The aim of this study was to assess the influence of mammographic density estimated by a quantitative scale on the inter-observer variability of the pathologic evaluations of core-biopsies of the breast.

Methods

The design and first results of the study were described in detail previously [12, 13]. The Diagnosis Optimisation Study (DIOS) was approved by the institutional review board of the Medical Faculty of the Martin-Luther-University of Halle-Wittenberg.

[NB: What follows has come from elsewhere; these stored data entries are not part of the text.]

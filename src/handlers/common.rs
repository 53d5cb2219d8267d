use serde::{Deserialize, Serialize};

const DEFAULT_LIMIT: u64 = 20;
const MAX_LIMIT: u64 = 100;

/// Query-string paging, shared by every list endpoint.
///
/// List query structs carry `page` and `limit` as their own fields (axum's
/// `Query` cannot deserialize numbers through `#[serde(flatten)]`) and build
/// this from them.
#[derive(Debug, Clone, Deserialize)]
pub struct PaginationParams {
    pub page: Option<u64>,
    pub limit: Option<u64>,
}

impl PaginationParams {
    pub fn new(page: Option<u64>, limit: Option<u64>) -> Self {
        Self { page, limit }
    }

    pub fn page(&self) -> u64 {
        self.page.unwrap_or(1).max(1)
    }

    pub fn limit(&self) -> u64 {
        self.limit.unwrap_or(DEFAULT_LIMIT).clamp(1, MAX_LIMIT)
    }
}

/// Standard paged list envelope.
#[derive(Debug, Serialize)]
pub struct ListResponse<T> {
    pub items: Vec<T>,
    pub total: u64,
    pub page: u64,
    pub limit: u64,
}

impl<T> ListResponse<T> {
    pub fn new(items: Vec<T>, total: u64, pagination: &PaginationParams) -> Self {
        Self {
            items,
            total,
            page: pagination.page(),
            limit: pagination.limit(),
        }
    }
}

In brief, we recruited women who underwent core biopsies of the breast at the Department of Radiology between April 2006 and August 2008. All women provided an informed consent for participation in the study. As women of the organized mammography screening program who were biopsied by ultrasound guidance were not referred to the university they were not eligible for this study. Overall, 30 women were not eligible for several reasons: core biopsy technically impossible (N=22), microcalcification of the skin (N=3), lack of sufficient command of the German language (N=3), and other reasons (N=2). A total of 98 women refused to participate. An additional 29 women only partially agreed to participate. Partial agreement included histopathological assessment by the pathologists but excluded the questionnaire-based assessment of breast cancer risk factors, including weight and height of the women. Women below the age of 18 were excluded from the study. For 66 women, mammographic density assessment was technical impossible and, therefore, these women were excluded from the analysis, giving a final study population which included 695 women.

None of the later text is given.